2025 Pipeline Run: Headline Results
Alzheimer's & Dementia (Wiley, ISSN: 1552-5260) · 913 papers manually downloaded and screened
Repository hosting platforms (from extracted links)
Most frequently cited datasets
Three Sub-Repositories
31 AD datasets documented — the reference used for dataset mention scanning in Sub-repo 03.
github.com/KahinaBch/ad-dataset-catalogue ↗Neuroimaging atlases and harmonisation pipelines enabling multi-site pooling across diverse populations.
github.com/KahinaBch/ad-atlases-harmonisation ↗913 papers screened across all three pillars. Complete 2025 pipeline run with results and figures.
github.com/KahinaBch/ad-reproducibility-audit ↗The Pipeline (Sub-repo 03)
Alzheimer's & Dementia · 913 papers · 2025 · Adapted from Boudreau et al. (MRM)
Reproducibility defined
Computational reproducibility: the ability of an independent researcher to re-run the analyses underlying a published paper and obtain the same results, requiring shared code, shared data, and documentation. We use the presence of open-science indicators in published papers (GitHub links, data availability statements, OSF/Zenodo deposits) as a proxy measure. Each pipeline step is labelled with the pillar it addresses.
Full-text PDFs of Alzheimer's & Dementia articles were manually downloaded for 2025. Automated bulk download is not possible due to copyright restrictions. 913 PDFs were collected and organised into month folders by acceptance date.
⚠ Manual download is required for copyright compliance .
Each PDF is parsed to extract acceptance date; papers are sorted into month folders and compiled into an Excel workbook with one row per article. 2025: 913 rows.
Each PDF is scanned for platform names (github, osf, zenodo, dryad, figshare), sharing statements (code available, data available, openly available), and tool indicators (jupyter, notebook, open source). Repository links are extracted where present.
⚠ Hypothesis (Pillar 3): if sharing practices are improving, rates should increase over time. 2025: 88.7% keyword match, but only 9.4% contain an actual repository link.
Full text is scanned for: sex-stratified, sex differences, gender-specific, sex-disaggregated, sex-based analysis, female-specific, APOE sex interaction, menopause, hormonal influence, stratified by sex. Papers classified as 'sex-aware main focus' (keyword in title) or 'sex-aware consideration' (keyword in body only).
⚠ Hypothesis (Pillar 2): the proportion of AD papers explicitly treating sex as a biological variable is low, in tension with the ~65% female disease burden and the NIH mandate.
PDF text is scanned for names from the AD Dataset Catalogue, identifying which datasets, and therefore which populations, are most cited in published AD research.
⚠ Hypothesis (Pillar 1): a small number of North American/European cohorts (ADNI, NACC, UK Biobank) will dominate dataset citations, reflecting the geographic concentration of AD research.
Human validation of every keyword match: is this a genuine sharing statement or a false positive? Does the linked repository actually contain the code/data described? Validates False Positive?, Shared code?, Shared data? columns.
⚠ Critical: automated detection cannot distinguish 'available upon request' (not open) from 'code at github.com/...' (genuinely open).
First/last author names are retrieved via DOI and gender is inferred from names using the gender-guesser Python package (heuristic, name-based). Enables analysis of gender representation in AD research leadership, a structural dimension of Pillar 3 (researcher diversity as part of the open-science infrastructure question).
First-author affiliation country is extracted from PDF text (pdfminer + pycountry).

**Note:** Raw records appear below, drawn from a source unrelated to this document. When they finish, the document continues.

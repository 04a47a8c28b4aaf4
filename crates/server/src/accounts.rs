//! Accounts API endpoints

use api_types::account::{
    AccountCreated, AccountKind as ApiKind, AccountNew, AccountRecalculated, AccountUpdate,
    AccountView, AccountsResponse,
};
use axum::{
    Json,
    extract::{Path, State},
    http::StatusCode,
};
use uuid::Uuid;

use crate::{ServerError, server::ServerState};

fn map_kind(kind: engine::AccountKind) -> ApiKind {
    match kind {
        engine::AccountKind::Mina => ApiKind::Mina,
        engine::AccountKind::Comprador => ApiKind::Comprador,
        engine::AccountKind::Volquetero => ApiKind::Volquetero,
        engine::AccountKind::Rodmar => ApiKind::Rodmar,
        engine::AccountKind::Tercero => ApiKind::Tercero,
    }
}

fn map_api_kind(kind: ApiKind) -> engine::AccountKind {
    match kind {
        ApiKind::Mina => engine::AccountKind::Mina,
        ApiKind::Comprador => engine::AccountKind::Comprador,
        ApiKind::Volquetero => engine::AccountKind::Volquetero,
        ApiKind::Rodmar => engine::AccountKind::Rodmar,
        ApiKind::Tercero => engine::AccountKind::Tercero,
    }
}

pub(crate) fn map_currency(currency: engine::Currency) -> api_types::Currency {
    match currency {
        engine::Currency::Cop => api_types::Currency::Cop,
    }
}

fn view(account: engine::Account) -> AccountView {
    AccountView {
        id: account.id,
        kind: map_kind(account.kind),
        name: account.name,
        balance_minor: account.balance_minor,
        currency: map_currency(account.currency),
        archived: account.archived,
    }
}

pub async fn list(
    State(state): State<ServerState>,
) -> Result<Json<AccountsResponse>, ServerError> {
    let accounts = state.engine.list_accounts().await?;
    Ok(Json(AccountsResponse {
        accounts: accounts.into_iter().map(view).collect(),
    }))
}

pub async fn create(
    State(state): State<ServerState>,
    Json(payload): Json<AccountNew>,
) -> Result<(StatusCode, Json<AccountCreated>), ServerError> {
    let id = state
        .engine
        .new_account(&payload.name, map_api_kind(payload.kind))
        .await?;
    Ok((StatusCode::CREATED, Json(AccountCreated { id })))
}

pub async fn get(
    State(state): State<ServerState>,
    Path(id): Path<Uuid>,
) -> Result<Json<AccountView>, ServerError> {
    let account = state.engine.account(id).await?;
    Ok(Json(view(account)))
}

pub async fn update(
    State(state): State<ServerState>,
    Path(id): Path<Uuid>,
    Json(payload): Json<AccountUpdate>,
) -> Result<StatusCode, ServerError> {
    if let Some(name) = payload.name.as_deref() {
        state.engine.rename_account(id, name).await?;
    }
    match payload.archived {
        Some(true) => state.engine.archive_account(id).await?,
        Some(false) => {
            return Err(ServerError::Generic(
                "unarchiving is not supported".to_string(),
            ));
        }
        None => {}
    }
    Ok(StatusCode::NO_CONTENT)
}

pub async fn remove(
    State(state): State<ServerState>,
    Path(id): Path<Uuid>,
) -> Result<StatusCode, ServerError> {
    state.engine.delete_account(id).await?;
    Ok(StatusCode::NO_CONTENT)
}

pub async fn recalculate(
    State(state): State<ServerState>,
    Path(id): Path<Uuid>,
) -> Result<Json<AccountRecalculated>, ServerError> {
    let balance_minor = state.engine.recalculate_for_account(id).await?;
    Ok(Json(AccountRecalculated { id, balance_minor }))
}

Maps the geographic origin of the research teams producing published AD science, a structural dimension of Pillar 3. 2025: 99.1% of papers successfully attributed.
Sharing rates, platform breakdown, sex-keyword prevalence, country distributions, and dataset citation frequencies are computed.
All output figures generated (percentage/proportion based; one plot per file). Stored in plots/{year}/ and served directly from this repository.
Results: Three Pillars of Diversity
Figures served from ad-reproducibility-audit/plots/2025/.
Who is studied?

Finding: 482 of 913 papers (52.8%) cited at least one known dataset. The most frequently cited: ADNI (175 papers, 19.2%); NACC (136, 14.9%); UK Biobank (92, 10.1%). Bars are colour-coded by dataset geographic origin.
Why this matters: Dataset citations are a direct proxy for which populations are studied. A concentration in a handful of North American/European cohorts means that the findings published in the field's flagship journal overwhelmingly reflect a narrow slice of the world's at-risk population, limiting both scientific generalisability and equity in how results are applied globally.
Does the literature treat sex as a biological variable?

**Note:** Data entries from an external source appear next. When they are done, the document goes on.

//! Initial schema migration - creates all tables from scratch.
//!
//! It creates the complete schema for RodMar:
//!
//! - `accounts`: parties money moves between (minas, compradores,
//!   volqueteros, the internal cash account, terceros), with a denormalized
//!   balance
//! - `transactions`: two-sided ledger entries with a pending/completed status
//! - `investments`: two-sided ledger entries with no status

use sea_orm_migration::prelude::*;

#[derive(DeriveMigrationName)]
pub struct Migration;

// ─────────────────────────────────────────────────────────────────────────────
// Table identifiers
// ─────────────────────────────────────────────────────────────────────────────

#[derive(Iden)]
enum Accounts {
    Table,
    Id,
    Kind,
    Name,
    NameKey,
    BalanceMinor,
    Currency,
    Archived,
}

#[derive(Iden)]
enum Transactions {
    Table,
    Id,
    OriginAccountId,
    DestinationAccountId,
    AmountMinor,
    Currency,
    Status,
    OccurredAt,
    Voucher,
    Note,
    CreatedBy,
}

#[derive(Iden)]
enum Investments {
    Table,
    Id,
    OriginAccountId,
    DestinationAccountId,
    AmountMinor,
    Currency,
    OccurredAt,
    Note,
    CreatedBy,
}

// ─────────────────────────────────────────────────────────────────────────────
// Migration implementation
// ─────────────────────────────────────────────────────────────────────────────

#[async_trait::async_trait]
impl MigrationTrait for Migration {
    async fn up(&self, manager: &SchemaManager) -> Result<(), DbErr> {
        // ───────────────────────────────────────────────────────────────────
        // 1. Accounts
        // ───────────────────────────────────────────────────────────────────
        manager
            .create_table(
                Table::create()
                    .table(Accounts::Table)
                    .if_not_exists()
                    .col(
                        ColumnDef::new(Accounts::Id)
                            .string()
                            .not_null()
                            .primary_key(),
                    )
                    .col(ColumnDef::new(Accounts::Kind).string().not_null())
                    .col(ColumnDef::new(Accounts::Name).string().not_null())
                    .col(ColumnDef::new(Accounts::NameKey).string().not_null())
                    .col(
                        ColumnDef::new(Accounts::BalanceMinor)
                            .big_integer()
                            .not_null()
                            .default(0),
                    )
                    .col(
                        ColumnDef::new(Accounts::Currency)
                            .string()
                            .not_null()
                            .default("COP"),
                    )
                    .col(
                        ColumnDef::new(Accounts::Archived)
                            .boolean()
                            .not_null()
                            .default(false),
                    )
                    .to_owned(),
            )
            .await?;

        manager
            .create_index(
                Index::create()
                    .name("idx-accounts-name_key-unique")
                    .table(Accounts::Table)
                    .col(Accounts::NameKey)
                    .unique()
                    .to_owned(),
            )
            .await?;

        // ───────────────────────────────────────────────────────────────────
        // 2. Transactions
        // ───────────────────────────────────────────────────────────────────
        manager
            .create_table(
                Table::create()
                    .table(Transactions::Table)
                    .if_not_exists()
                    .col(
                        ColumnDef::new(Transactions::Id)
                            .string()
                            .not_null()
                            .primary_key(),
                    )
                    .col(
                        ColumnDef::new(Transactions::OriginAccountId)
                            .string()
                            .not_null(),
                    )
                    .col(
                        ColumnDef::new(Transactions::DestinationAccountId)
                            .string()
                            .not_null(),
                    )
                    .col(
                        ColumnDef::new(Transactions::AmountMinor)
                            .big_integer()
                            .not_null(),
                    )
                    .col(ColumnDef::new(Transactions::Currency).string().not_null())
                    .col(ColumnDef::new(Transactions::Status).string().not_null())
                    .col(
                        ColumnDef::new(Transactions::OccurredAt)
                            .timestamp()
                            .not_null(),
                    )
                    .col(ColumnDef::new(Transactions::Voucher).string())
                    .col(ColumnDef::new(Transactions::Note).string())
                    .col(ColumnDef::new(Transactions::CreatedBy).string())
                    .to_owned(),
            )
            .await?;

        manager
            .create_index(
                Index::create()
                    .name("idx-transactions-occurred_at")
                    .table(Transactions::Table)
                    .col(Transactions::OccurredAt)
                    .to_owned(),
            )
            .await?;

        manager
            .create_index(
                Index::create()
                    .name("idx-transactions-origin_account_id")
                    .table(Transactions::Table)
                    .col(Transactions::OriginAccountId)
                    .to_owned(),
            )
            .await?;

        manager
            .create_index(
                Index::create()
                    .name("idx-transactions-destination_account_id")
                    .table(Transactions::Table)
                    .col(Transactions::DestinationAccountId)
                    .to_owned(),
            )
            .await?;

        // ───────────────────────────────────────────────────────────────────
        // 3. Investments
        // ───────────────────────────────────────────────────────────────────
        manager
            .create_table(
                Table::create()
                    .table(Investments::Table)
                    .if_not_exists()
                    .col(
                        ColumnDef::new(Investments::Id)
                            .string()
                            .not_null()
                            .primary_key(),
                    )
                    .col(
                        ColumnDef::new(Investments::OriginAccountId)
                            .string()
                            .not_null(),
                    )
                    .col(
                        ColumnDef::new(Investments::DestinationAccountId)
                            .string()
                            .not_null(),
                    )
                    .col(
                        ColumnDef::new(Investments::AmountMinor)
                            .big_integer()
                            .not_null(),
                    )
                    .col(ColumnDef::new(Investments::Currency).string().not_null())
                    .col(
                        ColumnDef::new(Investments::OccurredAt)
                            .timestamp()
                            .not_null(),
                    )
                    .col(ColumnDef::new(Investments::Note).string())
                    .col(ColumnDef::new(Investments::CreatedBy).string())
                    .to_owned(),
            )
            .await?;

        manager
            .create_index(
                Index::create()
                    .name("idx-investments-occurred_at")
                    .table(Investments::Table)
                    .col(Investments::OccurredAt)
                    .to_owned(),
            )
            .await?;

        manager
            .create_index(
                Index::create()
                    .name("idx-investments-origin_account_id")
                    .table(Investments::Table)
                    .col(Investments::OriginAccountId)
                    .to_owned(),
            )
            .await?;

        manager
            .create_index(
                Index::create()
                    .name("idx-investments-destination_account_id")
                    .table(Investments::Table)
                    .col(Investments::DestinationAccountId)
                    .to_owned(),
            )
            .await?;

        Ok(())
    }

    async fn down(&self, manager: &SchemaManager) -> Result<(), DbErr> {
        // Drop in reverse order of creation
        manager
            .drop_table(Table::drop().table(Investments::Table).to_owned())
            .await?;
        manager
            .drop_table(Table::drop().table(Transactions::Table).to_owned())
            .await?;
        manager
            .drop_table(Table::drop().table(Accounts::Table).to_owned())
            .await?;
        Ok(())
    }
}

Finding: Out of 913 papers: 37 (4.1%) classified as 'sex-aware main focus' (keyword in title); 196 (21.5%) as 'sex-aware consideration' (keyword in body only); the remainder had no sex-specific keywords detected.
Why this matters: Only 4.1% of papers make sex a primary research focus, despite women accounting for two-thirds of the disease burden. This quantifies, for the first time in a systematic and reproducible way, the gap between the biological importance of sex in AD and its treatment in the published literature.
Is the infrastructure open, and the research team diverse?
Key finding: The gap between 88.7% keyword match and 9.4% genuine repository links is the core result of Pillar III. It reveals that the majority of open-science language in the AD literature is not backed by accessible repositories, distinguishing between the rhetoric of open science and its practice.

Finding: 905 of 913 papers (99.1%) were successfully attributed to a first-author country. The distribution reveals strong concentration in North America and Europe, with minimal representation from Latin America, Africa, and South/Southeast Asia, the regions facing the fastest-growing dementia burden.
Why this matters: The geographic origin of research teams shapes which questions are asked, which populations are recruited, and what counts as a priority. Researchers embedded in affected regions bring community trust and context-specific expertise that external teams cannot replicate. This figure maps the current baseline of geographic equity in AD research leadership.

Finding: Distribution of inferred first-author gender across 913 papers (2025), derived from name-based inference. Reflects who is entering and publishing in the AD research pipeline.
Why this matters: Women researchers are more likely to include sex-stratified analyses and to prioritise diversity-focused questions. First-author gender tracks whether the research pipeline is broadening, and whether gender diversity in the workforce translates into methodological diversity in the literature.

Finding: Distribution of inferred last-author gender, reflecting research leadership (principal investigator positions). Comparing first- vs. last-author distributions reveals whether gender imbalances are concentrated at the senior level.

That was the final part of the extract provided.